Step1: Recall trigonometric identities

Recall that $\cot\theta=\frac{\cos\theta}{\sin\theta}$ and $\csc\theta = \frac{1}{\sin\theta}$.

Step2: Expand the product

Expand $(1 + \cot\theta)(1 - \cot\theta)$ using the difference - of - squares formula $(a + b)(a - b)=a^{2}-b^{2}$. Here $a = 1$ and $b=\cot\theta$, so $(1 + \cot\theta)(1 - \cot\theta)=1-\cot^{2}\theta$.
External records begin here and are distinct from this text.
//! Command-line front end for the survey-to-solver preparation pipelines.
//!
//! ```bash
//! tomoprep data survey.csv --output-dir processed/
//! tomoprep grid survey.csv --output model_grid.txt --dx 1000 --dz 100 \
//!     --depth 2000 --cross-section slice.vtu
//! ```

use std::path::PathBuf;
use std::process::ExitCode;

use clap::{Parser, Subcommand};

use tomoprep::pipeline::{GridConfig, convert_survey_data, create_model_grid};

#[derive(Parser)]
#[command(name = "tomoprep", about = "Prepare survey data for joint inversion")]
struct Cli {
    #[command(subcommand)]
    command: Command,
}

#[derive(Subcommand)]
enum Command {
    /// Convert a survey file into gravity and magnetic data files (SI units)
    Data {
        /// Survey table with X, Y, Topography, Grav, Mag columns
        input: PathBuf,

        /// Directory for gravity_data.txt and magnetic_data.txt
        #[arg(short, long, default_value = ".")]
        output_dir: PathBuf,
    },

    /// Build the topography-conforming voxel model grid
    Grid {
        /// Survey table with X, Y, Topography columns
        input: PathBuf,

        /// Model grid output path
        #[arg(short, long, default_value = "model_grid.txt")]
        output: PathBuf,

        /// Nominal cell width in x (m)
        #[arg(long, default_value_t = 1000.0)]
        dx: f64,

        /// Nominal cell height in y (m)
        #[arg(long, default_value_t = 1000.0)]
        dy: f64,

        /// Depth layer thickness (m)
        #[arg(long, default_value_t = 100.0)]
        dz: f64,

        /// Total depth below the topographic surface (m)
        #[arg(long, default_value_t = 2000.0)]
        depth: f64,

        /// Write a diagnostic cross-section VTU of the middle Y-slice
        #[arg(long)]
        cross_section: Option<PathBuf>,
    },
}

fn run(cli: Cli) -> Result<(), tomoprep::PipelineError> {
    match cli.command {
        Command::Data { input, output_dir } => {
            let summary = convert_survey_data(&input, &output_dir)?;
            println!("Data points: {}", summary.n_records);
            println!("Gravity data: {}", summary.gravity_path.display());
            println!("Magnetic data: {}", summary.magnetic_path.display());
            println!("Add to the solver parameter file:");
            println!("forward.data.grav.nData = {}", summary.n_records);
            println!("forward.data.magn.nData = {}", summary.n_records);
        }
        Command::Grid {
            input,
            output,
            dx,
            dy,
            dz,
            depth,
            cross_section,
        } => {
            let mut config = GridConfig::new()
                .with_cell_size(dx, dy)
                .with_layer_thickness(dz)
                .with_depth(depth);
            if let Some(path) = cross_section {
                config = config.with_cross_section(path);
            }

            let summary = create_model_grid(&input, &output, &config)?;
            println!(
                "Calculated nx: {}, ny: {}, nz: {}",
                summary.nx, summary.ny, summary.nz
            );
            println!("Total elements (nx*ny*nz): {}", summary.n_cells);
            println!("Model grid saved to {}", summary.path.display());
        }
    }
    Ok(())
}

fn main() -> ExitCode {
    let cli = Cli::parse();
    match run(cli) {
        Ok(()) => ExitCode::SUCCESS,
        Err(e) => {
            eprintln!("Error: {e}");
            ExitCode::FAILURE
        }
    }
}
Step3: Substitute identities

The original expression $(1 + \cot\theta)(1 - \cot\theta)-\csc^{2}\theta$ becomes $1-\cot^{2}\theta-\csc^{2}\theta$. Substitute $\cot\theta=\frac{\cos\theta}{\sin\theta}$ and $\csc\theta=\frac{1}{\sin\theta}$:
\[

$$\begin{align*} 1-\frac{\cos^{2}\theta}{\sin^{2}\theta}-\frac{1}{\sin^{2}\theta}&=\frac{\sin^{2}\theta-\cos^{2}\theta - 1}{\sin^{2}\theta}\\ \end{align*}$$

\]

Step4: Use the Pythagorean identity

Recall the Pythagorean identity $\sin^{2}\theta+\cos^{2}\theta = 1$, or $\sin^{2}\theta=1 - \cos^{2}\theta$. Substitute $\sin^{2}\theta$ in the above expression:
\[

$$\begin{align*} \frac{\sin^{2}\theta-\cos^{2}\theta - 1}{\sin^{2}\theta}&=\frac{(1 - \cos^{2}\theta)-\cos^{2}\theta - 1}{\sin^{2}\theta}\\ &=\frac{1-\cos^{2}\theta-\cos^{2}\theta - 1}{\sin^{2}\theta}\\ &=\frac{- 2\cos^{2}\theta}{\sin^{2}\theta}\\ &=- 2\cot^{2}\theta \end{align*}$$

\]

Answer:

D. $-2\cot^{2}\theta$